--- DATA EXCERPTS Enclosed Below ---
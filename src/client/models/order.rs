//! Order models

use std::collections::HashMap;
use std::str::FromStr;

use chrono::{DateTime, Utc};
use serde::{Deserialize, Serialize};

use super::MenuItem;

/// Name shown for order lines whose menu item is no longer on the menu
pub const UNKNOWN_ITEM_NAME: &str = "Unknown item";

/// Order lifecycle status.
///
/// Staff may request any status from any other; the client does not enforce
/// a transition order.
#[derive(Debug, Clone, Copy, PartialEq, Eq, PartialOrd, Ord, Hash, Serialize, Deserialize)]
#[serde(rename_all = "lowercase")]
pub enum OrderStatus {
    Pending,
    Preparing,
    Ready,
    Completed,
    Cancelled,
}

impl OrderStatus {
    pub const ALL: [OrderStatus; 5] = [
        OrderStatus::Pending,
        OrderStatus::Preparing,
        OrderStatus::Ready,
        OrderStatus::Completed,
        OrderStatus::Cancelled,
    ];

    pub fn as_str(&self) -> &'static str {
        match self {
            OrderStatus::Pending => "pending",
            OrderStatus::Preparing => "preparing",
            OrderStatus::Ready => "ready",
            OrderStatus::Completed => "completed",
            OrderStatus::Cancelled => "cancelled",
        }
    }
}

impl std::fmt::Display for OrderStatus {
    fn fmt(&self, f: &mut std::fmt::Formatter<'_>) -> std::fmt::Result {
        f.write_str(self.as_str())
    }
}

impl FromStr for OrderStatus {
    type Err = String;

    fn from_str(s: &str) -> Result<Self, Self::Err> {
        let lower = s.trim().to_ascii_lowercase();
        OrderStatus::ALL
            .into_iter()
            .find(|status| status.as_str() == lower)
            .ok_or_else(|| {
                format!(
                    "Invalid order status '{}'. Expected one of: pending, preparing, ready, completed, cancelled",
                    s
                )
            })
    }
}

/// An order placed at a buttery
#[derive(Debug, Clone, PartialEq, Serialize, Deserialize)]
#[serde(rename_all = "camelCase")]
pub struct Order {
    /// Order ID
    pub id: String,

    /// Current status
    pub status: OrderStatus,

    /// Buttery the order was placed at
    #[serde(default, skip_serializing_if = "Option::is_none")]
    pub buttery: Option<String>,

    /// NetID of the customer
    #[serde(default, skip_serializing_if = "Option::is_none")]
    pub customer: Option<String>,

    /// Ordered lines
    #[serde(default)]
    pub items: Vec<OrderItem>,

    /// Total in cents, fixed when the order was placed
    pub total_price: i64,

    /// Creation time
    #[serde(default, skip_serializing_if = "Option::is_none")]
    pub created_at: Option<DateTime<Utc>>,
}

/// A single line of an order
#[derive(Debug, Clone, PartialEq, Serialize, Deserialize)]
#[serde(rename_all = "camelCase")]
pub struct OrderItem {
    /// Referenced menu item
    pub menu_item_id: String,

    /// Quantity ordered
    #[serde(default = "default_quantity")]
    pub quantity: u32,

    /// Item name, filled in client-side from the menu
    #[serde(default, skip_serializing_if = "Option::is_none")]
    pub name: Option<String>,

    /// Names of selected modifiers
    #[serde(default, skip_serializing_if = "Vec::is_empty")]
    pub modifiers: Vec<String>,
}

fn default_quantity() -> u32 {
    1
}

impl OrderItem {
    /// Name to show for this line.
    pub fn display_name(&self) -> &str {
        self.name.as_deref().unwrap_or(UNKNOWN_ITEM_NAME)
    }
}

/// Fill in `OrderItem::name` for every line from the current menu.
///
/// The backend only guarantees `menu_item_id`; lines whose item is missing
/// from `menu` keep whatever name they already had.
pub fn join_item_names(orders: &mut [Order], menu: &[MenuItem]) {
    let names: HashMap<&str, &str> = menu
        .iter()
        .map(|item| (item.id.as_str(), item.name.as_str()))
        .collect();

    for item in orders.iter_mut().flat_map(|order| order.items.iter_mut()) {
        if let Some(name) = names.get(item.menu_item_id.as_str()) {
            item.name = Some((*name).to_string());
        }
    }
}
--- End of Enclosed DATA EXCERPTS ---
## TASK DESCRIPTION
Find and count the lines of the data that include the string "Result", and report that figure by itself.

## SOLUTION FOR THIS PROBLEM
2